Lander – Odessa Oldham was born and raised on the Navajo Reservation in Arizona but has rich ties to Wyoming through her father, Dwayne, who is originally from Lander. When she was 13, her family moved to Fremont County.  

In her early years, Odessa was very involved in agriculture organizations. 

 “I attended high school in Lander and participated in 4-H and FFA,” she says. “I was a state FFA officer and showed horses, cattle, sheep and pigs at the county fair.”  

Following her year as a state FFA officer, Odessa was the first Federally recognized American Indian National FFA candidate from any state.  

She continues, “Although I didn’t get into office, I was able to work with Dr. Larry Case and travel the U.S. promoting agriculture, Native American FFA members and diverse people.”  

Shortly after graduating high school, Odessa continued her post-secondary education, studying agriculture communications at Casper College and continuing to the University of Wyoming.  While at Casper College, she continued to be involved with ag, including participating on the livestock judging team and serving as a Casper College ambassador. Today, she continues to be involved as an active Casper College alumni member.  

Native Youth Program  

Odessa shares her involvement in youth agriculture and leadership organizations growing up were important to her and she has worked to give back to these organizations. 
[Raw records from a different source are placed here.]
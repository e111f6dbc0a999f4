//! Shared fixtures for cache integration tests.

#![allow(dead_code)]

use caldera_cache::{CacheService, DerivedThumb, ThumbTarget, ThumbnailDeriver};
use caldera_core::{CacheConfig, MediaType, ObjectRecord};
use caldera_error::CalderaResult;
use caldera_storage::{
    sha256_hex, MemoryBlobStore, MemoryMetadataStore, MetadataStore, NewObjectRecord,
};
use std::path::Path;
use std::sync::atomic::{AtomicUsize, Ordering};
use std::sync::Arc;
use tempfile::TempDir;

/// A cache service wired over in-memory collaborators and a temp cache root.
pub struct TestWorld {
    pub blobs: Arc<MemoryBlobStore>,
    pub metadata: Arc<MemoryMetadataStore>,
    pub cache: Arc<CacheService>,
    pub root: TempDir,
}

impl TestWorld {
    pub async fn new() -> Self {
        Self::with_limits(1000, 2048 * 1024 * 1024).await
    }

    pub async fn with_limits(max_items: usize, max_bytes: u64) -> Self {
        let root = TempDir::new().unwrap();
        let config = CacheConfig::default()
            .with_cache_dir(root.path().to_path_buf())
            .with_max_items(max_items)
            .with_max_bytes(max_bytes);

        let blobs = Arc::new(MemoryBlobStore::new());
        let metadata = Arc::new(MemoryMetadataStore::new());
        let cache = Arc::new(CacheService::new(config, blobs.clone(), metadata.clone()));
        cache.init().await.unwrap();

        Self {
            blobs,
            metadata,
            cache,
            root,
        }
    }

    /// Register an original image in both collaborator stores, returning its
    /// hash and record.
    pub async fn seed_image(&self, data: &[u8], width: u32, height: u32) -> ObjectRecord {
        self.seed(data, MediaType::Image, "image/jpeg", Some(width), Some(height))
            .await
    }

    pub async fn seed_video(&self, data: &[u8]) -> ObjectRecord {
        self.seed(data, MediaType::Video, "video/mp4", Some(1280), Some(720))
            .await
    }

    pub async fn seed(
        &self,
        data: &[u8],
        media_type: MediaType,
        mime: &str,
        width: Option<u32>,
        height: Option<u32>,
    ) -> ObjectRecord {
        let hash = sha256_hex(data);
        self.blobs.insert(hash.clone(), data.to_vec());
        let (record, _) = self
            .metadata
            .create_record(NewObjectRecord {
                hash,
                media_type,
                mime: mime.to_string(),
                size: data.len() as u64,
                width,
                height,
                duration_seconds: None,
                is_thumb: false,
            })
            .await
            .unwrap();
        record
    }
}

/// Deriver that fabricates deterministic bytes per (source, variant) pair.
pub struct FakeDeriver {
    out_dir: TempDir,
    counter: AtomicUsize,
    pub calls: AtomicUsize,
}

impl FakeDeriver {
    pub fn new() -> Self {
        Self {
            out_dir: TempDir::new().unwrap(),
            counter: AtomicUsize::new(0),
            calls: AtomicUsize::new(0),
        }
    }

    pub fn call_count(&self) -> usize {
        self.calls.load(Ordering::SeqCst)
    }
}

#[async_trait::async_trait]
impl ThumbnailDeriver for FakeDeriver {
    async fn derive(&self, src: &Path, target: ThumbTarget) -> CalderaResult<DerivedThumb> {
        self.calls.fetch_add(1, Ordering::SeqCst);

        let source = tokio::fs::read(src).await.unwrap();
        let data = [&source[..], target.name().as_bytes()].concat();

        let seq = self.counter.fetch_add(1, Ordering::SeqCst);
        let path = self.out_dir.path().join(format!("thumb-{}.jpg", seq));
        tokio::fs::write(&path, &data).await.unwrap();

        let width = match target {
            ThumbTarget::Width(w) => w,
            ThumbTarget::FullHd => 1920,
        };
        Ok(DerivedThumb {
            path,
            width,
            height: width * 3 / 4,
            mime: "image/jpeg".to_string(),
        })
    }
}
//! Ingest of new objects into the durable tier.
//!
//! Hashes a local file, deduplicates against the metadata store, uploads the
//! bytes to the blob store, and creates the object record. Used for freshly
//! derived thumbnails and exposed for upload plumbing.

use caldera_core::{MediaType, ObjectRecord};
use caldera_error::{CacheError, CacheErrorKind, CalderaResult, StorageError, StorageErrorKind};
use caldera_storage::{sha256_file, BlobStore, CreateStatus, MetadataStore, NewObjectRecord};
use std::path::Path;

/// Media attributes the caller already knows about the file being ingested.
#[derive(Debug, Clone, PartialEq)]
pub struct IngestAttrs {
    /// Type of media
    pub media_type: MediaType,
    /// MIME type
    pub mime: String,
    /// Width in pixels, if visual
    pub width: Option<u32>,
    /// Height in pixels, if visual
    pub height: Option<u32>,
    /// Duration in seconds, if timed
    pub duration_seconds: Option<f32>,
}

/// Parent linkage when the ingested file is a derived thumbnail.
#[derive(Debug, Clone, PartialEq, Eq)]
pub struct ThumbParent {
    /// Content hash of the original
    pub parent_hash: String,
    /// Canonical thumbnail name under which to register the link
    pub name: String,
}

/// Result of an ingest: the object record plus whether it already existed.
#[derive(Debug, Clone, PartialEq)]
pub struct IngestOutcome {
    /// The created or pre-existing record
    pub record: ObjectRecord,
    /// Whether this ingest created the record
    pub status: CreateStatus,
}

/// Ingest the file at `src` as a content-addressed object.
///
/// The source file is consumed: it is removed after upload, and also when
/// the hash turns out to be already registered (content addressing makes the
/// bytes redundant either way). When `thumb_of` is given the record is
/// created as a thumbnail and linked under the parent; the link is also
/// ensured on the already-existed path so a re-derived identical thumbnail
/// still lands in the parent's registry.
#[tracing::instrument(skip(blobs, metadata, src, attrs), fields(src = %src.display()))]
pub async fn ingest_file(
    blobs: &dyn BlobStore,
    metadata: &dyn MetadataStore,
    src: &Path,
    attrs: IngestAttrs,
    thumb_of: Option<ThumbParent>,
) -> CalderaResult<IngestOutcome> {
    if thumb_of.is_some() && !attrs.media_type.is_thumbable() {
        return Err(CacheError::new(CacheErrorKind::Derivation(format!(
            "cannot register a {} object as a thumbnail",
            attrs.media_type
        ))))?;
    }

    let hash = sha256_file(src).await?;

    if let Some(existing) = metadata.get_by_hash(&hash).await? {
        tracing::debug!(hash, "Object already registered, skipping upload");
        if let Some(thumb) = &thumb_of {
            metadata
                .register_thumb_link(&thumb.parent_hash, &hash, &thumb.name)
                .await?;
        }
        remove_source(src).await;
        return Ok(IngestOutcome {
            record: existing,
            status: CreateStatus::AlreadyExists,
        });
    }

    let size = tokio::fs::metadata(src)
        .await
        .map_err(|e| {
            StorageError::new(StorageErrorKind::FileRead(format!(
                "{}: {}",
                src.display(),
                e
            )))
        })?
        .len();

    blobs
        .upload_from(src, &hash)
        .await
        .map_err(|e| CacheError::new(CacheErrorKind::Upstream(e.to_string())))?;

    let (record, status) = metadata
        .create_record(NewObjectRecord {
            hash: hash.clone(),
            media_type: attrs.media_type,
            mime: attrs.mime,
            size,
            width: attrs.width,
            height: attrs.height,
            duration_seconds: attrs.duration_seconds,
            is_thumb: thumb_of.is_some(),
        })
        .await?;

    if let Some(thumb) = &thumb_of {
        metadata
            .register_thumb_link(&thumb.parent_hash, &hash, &thumb.name)
            .await?;
    }

    remove_source(src).await;

    tracing::info!(hash, size, status = %status, "Ingested object");
    Ok(IngestOutcome { record, status })
}

async fn remove_source(src: &Path) {
    if let Err(e) = tokio::fs::remove_file(src).await {
        tracing::warn!(src = %src.display(), error = %e, "Failed to remove ingested source file");
    }
}
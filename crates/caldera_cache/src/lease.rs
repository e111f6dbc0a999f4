//! Scoped reference-count leases.

use crate::entry::EntryMeta;
use crate::service::CacheService;
use caldera_error::{CacheError, CacheErrorKind, CalderaResult};
use std::path::{Path, PathBuf};
use std::sync::Arc;

/// How a completed request consumed the entry, for eviction scoring.
#[derive(Debug, Clone, Copy, PartialEq, Eq, derive_more::Display)]
pub enum HitKind {
    /// Headers only
    #[display("head")]
    Head,
    /// Full body stream
    #[display("get")]
    Get,
}

/// A held reference on a cache entry.
///
/// While a lease exists, the entry's blob cannot be evicted. Call
/// [`EntryLease::complete`] after the byte stream finishes to bump the
/// entry's hit counters; dropping the lease on any other path (client
/// disconnect, write error) still releases the reference, just without a
/// counter bump, so aborted requests never leak a ref.
#[derive(Debug)]
pub struct EntryLease {
    service: Arc<CacheService>,
    hash: String,
    meta: EntryMeta,
    file_path: PathBuf,
    completed: bool,
}

impl EntryLease {
    pub(crate) fn new(
        service: Arc<CacheService>,
        hash: String,
        meta: EntryMeta,
        file_path: PathBuf,
    ) -> Self {
        Self {
            service,
            hash,
            meta,
            file_path,
            completed: false,
        }
    }

    /// Content hash of the leased entry.
    pub fn hash(&self) -> &str {
        &self.hash
    }

    /// Sidecar metadata snapshot taken at acquisition.
    pub fn meta(&self) -> &EntryMeta {
        &self.meta
    }

    /// On-disk location of the blob.
    pub fn file_path(&self) -> &Path {
        &self.file_path
    }

    /// HTTP-style response headers for this entry.
    pub fn headers(&self) -> Vec<(&'static str, String)> {
        self.meta.headers()
    }

    /// Open the blob for streaming.
    pub async fn open(&self) -> CalderaResult<tokio::fs::File> {
        tokio::fs::File::open(&self.file_path).await.map_err(|e| {
            CacheError::new(CacheErrorKind::Io(format!(
                "{}: {}",
                self.file_path.display(),
                e
            )))
            .into()
        })
    }

    /// Finish the request: release the reference and record the hit.
    ///
    /// Get completions also run the eviction threshold check, since they are
    /// the hot path that grows the cache.
    pub fn complete(mut self, kind: HitKind) {
        self.completed = true;
        self.service.release(&self.hash, Some(kind));
    }
}

impl Drop for EntryLease {
    fn drop(&mut self) {
        if !self.completed {
            self.service.release(&self.hash, None);
        }
    }
}
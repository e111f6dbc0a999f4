//! Blob store trait.

use caldera_error::CalderaResult;
use std::path::Path;

/// Durable storage of original bytes, keyed by content hash.
///
/// Implementations move whole blobs between the store and local files; the
/// cache core never streams partial objects from the store. Content is
/// immutable, so uploads for an existing hash are free to no-op.
#[async_trait::async_trait]
pub trait BlobStore: Send + Sync {
    /// Check whether a blob exists for the given content hash.
    async fn exists(&self, hash: &str) -> CalderaResult<bool>;

    /// Download the blob for `hash` into `dest`, replacing any existing file.
    ///
    /// # Errors
    ///
    /// Returns a storage error if the hash is unknown or the transfer fails.
    async fn download_to(&self, hash: &str, dest: &Path) -> CalderaResult<()>;

    /// Upload the file at `src` as the blob for `hash`.
    ///
    /// # Errors
    ///
    /// Returns a storage error if `src` cannot be read, its bytes do not
    /// hash to `hash`, or the transfer fails.
    async fn upload_from(&self, src: &Path, hash: &str) -> CalderaResult<()>;

    /// Delete the blob for `hash`.
    ///
    /// # Errors
    ///
    /// Returns a storage error if the hash is unknown or deletion fails.
    async fn delete(&self, hash: &str) -> CalderaResult<()>;
}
 With service in mind, Odessa, began work on a program to provide agriculture and leadership to different demographics. She shares, “Not all reservations have 4-H or FFA programs.” 

“I started the Native Youth Program with Janie Hipp, who formally worked for the U.S. Department of Agriculture under Tom Vilsack,” she explains. “I wanted to be a part of the group that helped create a program that reaches all federally recognized Native American Tribes and Pacific Islanders.”   

Since its inception, the program has been taken over by a non-profit organization, the Intertribal Agriculture Council (IAC), but the Native Youth in Food and Agriculture Leadership Summit continues to educate and develop leadership skills in interested youth.  

Odessa shares, those interested can find information on many social media outlets, including Instagram, Facebook, YouTube and LinkdIn.  

“We haven’t had a whole lot of individuals from Wyoming, but I’ve had students from Montana, South Dakota, North Dakota and some around Wyoming,” says Odessa.   

Today, Odessa spends much of her time on her family’s ranch, mentoring local FFA members, agriculture youth and coaching livestock judging teams.  

Family involvement  

When it comes to Wyoming, Odessa and her family have been influential in keeping the spirit of the West alive.   

“My dad, Dwayne, does a lot with the Red Feather Program, which gives individuals a second chance,” says Odessa.  

The family also stays busy with their ranch.  

“We’re a family operation,” she shares. “My two brothers Jess and Jared, sister Aisha and parents Dwayne and Denise run about a 550 cow/calf operation.”  

Odessa continues, “We mainly do commercial, but we have a small percentage we also do for 4-H and FFA members.”  

She and her brothers are active in getting youth interested in agriculture, she shares, noting, “My brothers and I try to get more kids engaged and we try to become coaches and mentors to some of the Native American students that are involved in the Fremont County Fair.” 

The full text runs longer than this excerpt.